_Activity_
The entries that follow should be written out exactly.

_Input material_
◇ ◇ ◇ ◇ ◇

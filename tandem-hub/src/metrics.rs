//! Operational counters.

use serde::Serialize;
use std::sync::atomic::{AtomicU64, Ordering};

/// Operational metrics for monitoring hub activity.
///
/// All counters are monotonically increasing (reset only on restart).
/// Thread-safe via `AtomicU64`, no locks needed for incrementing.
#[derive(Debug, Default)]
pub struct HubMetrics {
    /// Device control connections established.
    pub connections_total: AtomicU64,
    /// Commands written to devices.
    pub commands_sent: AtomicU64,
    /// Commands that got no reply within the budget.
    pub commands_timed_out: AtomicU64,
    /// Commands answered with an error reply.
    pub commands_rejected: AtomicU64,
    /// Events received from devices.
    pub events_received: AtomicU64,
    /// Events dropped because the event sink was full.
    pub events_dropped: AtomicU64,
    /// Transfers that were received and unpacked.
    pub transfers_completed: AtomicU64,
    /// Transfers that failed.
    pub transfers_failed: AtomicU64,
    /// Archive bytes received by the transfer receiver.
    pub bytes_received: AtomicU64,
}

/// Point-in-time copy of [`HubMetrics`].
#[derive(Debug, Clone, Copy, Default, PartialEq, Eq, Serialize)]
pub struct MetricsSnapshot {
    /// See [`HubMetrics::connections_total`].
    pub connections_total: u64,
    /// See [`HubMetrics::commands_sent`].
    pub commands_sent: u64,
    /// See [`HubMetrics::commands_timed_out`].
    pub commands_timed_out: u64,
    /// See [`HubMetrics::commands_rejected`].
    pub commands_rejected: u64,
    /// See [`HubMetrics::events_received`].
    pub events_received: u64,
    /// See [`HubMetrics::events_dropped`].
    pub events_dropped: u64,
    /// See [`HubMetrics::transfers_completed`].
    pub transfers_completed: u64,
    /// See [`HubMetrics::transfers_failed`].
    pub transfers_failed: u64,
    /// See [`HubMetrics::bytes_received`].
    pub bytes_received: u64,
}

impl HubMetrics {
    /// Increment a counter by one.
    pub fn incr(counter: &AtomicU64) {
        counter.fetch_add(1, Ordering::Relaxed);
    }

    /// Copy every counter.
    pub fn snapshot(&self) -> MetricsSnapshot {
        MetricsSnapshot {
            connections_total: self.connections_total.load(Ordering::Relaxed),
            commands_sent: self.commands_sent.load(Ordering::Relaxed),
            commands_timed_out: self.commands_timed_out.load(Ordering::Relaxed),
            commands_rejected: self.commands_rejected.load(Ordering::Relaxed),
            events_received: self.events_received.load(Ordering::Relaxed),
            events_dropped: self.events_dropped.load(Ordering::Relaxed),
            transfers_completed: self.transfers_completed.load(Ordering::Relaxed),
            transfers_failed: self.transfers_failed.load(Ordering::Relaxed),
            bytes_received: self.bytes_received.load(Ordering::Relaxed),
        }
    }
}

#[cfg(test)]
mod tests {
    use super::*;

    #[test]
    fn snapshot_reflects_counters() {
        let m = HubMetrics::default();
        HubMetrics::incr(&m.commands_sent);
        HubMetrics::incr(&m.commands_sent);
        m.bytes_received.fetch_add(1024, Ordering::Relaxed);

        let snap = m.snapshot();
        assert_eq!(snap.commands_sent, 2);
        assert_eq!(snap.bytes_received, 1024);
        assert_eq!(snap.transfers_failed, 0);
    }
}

◇ ◇ ◇ ◇ ◇

_Answer to the exercise_
filename tandem-hub/src/metrics.rs
//! Operational counters.

use serde::Serialize;
use std::sync::atomic::{AtomicU64, Ordering};

/// Operational metrics for monitoring hub activity.
///
/// All counters are monotonically increasing (reset only on restart).
/// Thread-safe via `AtomicU64`, no locks needed for incrementing.
#[derive(Debug, Default)]
pub struct HubMetrics {
    /// Device control connections established.
    pub connections_total: AtomicU64,
    /// Commands written to devices.
    pub commands_sent: AtomicU64,
    /// Commands that got no reply within the budget.
    pub commands_timed_out: AtomicU64,
    /// Commands answered with an error reply.
    pub commands_rejected: AtomicU64,
    /// Events received from devices.
    pub events_received: AtomicU64,
    /// Events dropped because the event sink was full.
    pub events_dropped: AtomicU64,
    /// Transfers that were received and unpacked.
    pub transfers_completed: AtomicU64,
    /// Transfers that failed.
    pub transfers_failed: AtomicU64,
    /// Archive bytes received by the transfer receiver.
    pub bytes_received: AtomicU64,
}

/// Point-in-time copy of [`HubMetrics`].
#[derive(Debug, Clone, Copy, Default, PartialEq, Eq, Serialize)]
pub struct MetricsSnapshot {
    /// See [`HubMetrics::connections_total`].
    pub connections_total: u64,
    /// See [`HubMetrics::commands_sent`].
    pub commands_sent: u64,
    /// See [`HubMetrics::commands_timed_out`].
    pub commands_timed_out: u64,
    /// See [`HubMetrics::commands_rejected`].
    pub commands_rejected: u64,
    /// See [`HubMetrics::events_received`].
    pub events_received: u64,
    /// See [`HubMetrics::events_dropped`].
    pub events_dropped: u64,
    /// See [`HubMetrics::transfers_completed`].
    pub transfers_completed: u64,
    /// See [`HubMetrics::transfers_failed`].
    pub transfers_failed: u64,
    /// See [`HubMetrics::bytes_received`].
    pub bytes_received: u64,
}

impl HubMetrics {
    /// Increment a counter by one.
    pub fn incr(counter: &AtomicU64) {
        counter.fetch_add(1, Ordering::Relaxed);
    }

    /// Copy every counter.
    pub fn snapshot(&self) -> MetricsSnapshot {
        MetricsSnapshot {
            connections_total: self.connections_total.load(Ordering::Relaxed),
            commands_sent: self.commands_sent.load(Ordering::Relaxed),
            commands_timed_out: self.commands_timed_out.load(Ordering::Relaxed),
            commands_rejected: self.commands_rejected.load(Ordering::Relaxed),
            events_received: self.events_received.load(Ordering::Relaxed),
            events_dropped: self.events_dropped.load(Ordering::Relaxed),
            transfers_completed: self.transfers_completed.load(Ordering::Relaxed),
            transfers_failed: self.transfers_failed.load(Ordering::Relaxed),
            bytes_received: self.bytes_received.load(Ordering::Relaxed),
        }
    }
}

#[cfg(test)]
mod tests {
    use super::*;

    #[test]
    fn snapshot_reflects_counters() {
        let m = HubMetrics::default();
        HubMetrics::incr(&m.commands_sent);
        HubMetrics::incr(&m.commands_sent);
        m.bytes_received.fetch_add(1024, Ordering::Relaxed);

        let snap = m.snapshot();
        assert_eq!(snap.commands_sent, 2);
        assert_eq!(snap.bytes_received, 1024);
        assert_eq!(snap.transfers_failed, 0);
    }
}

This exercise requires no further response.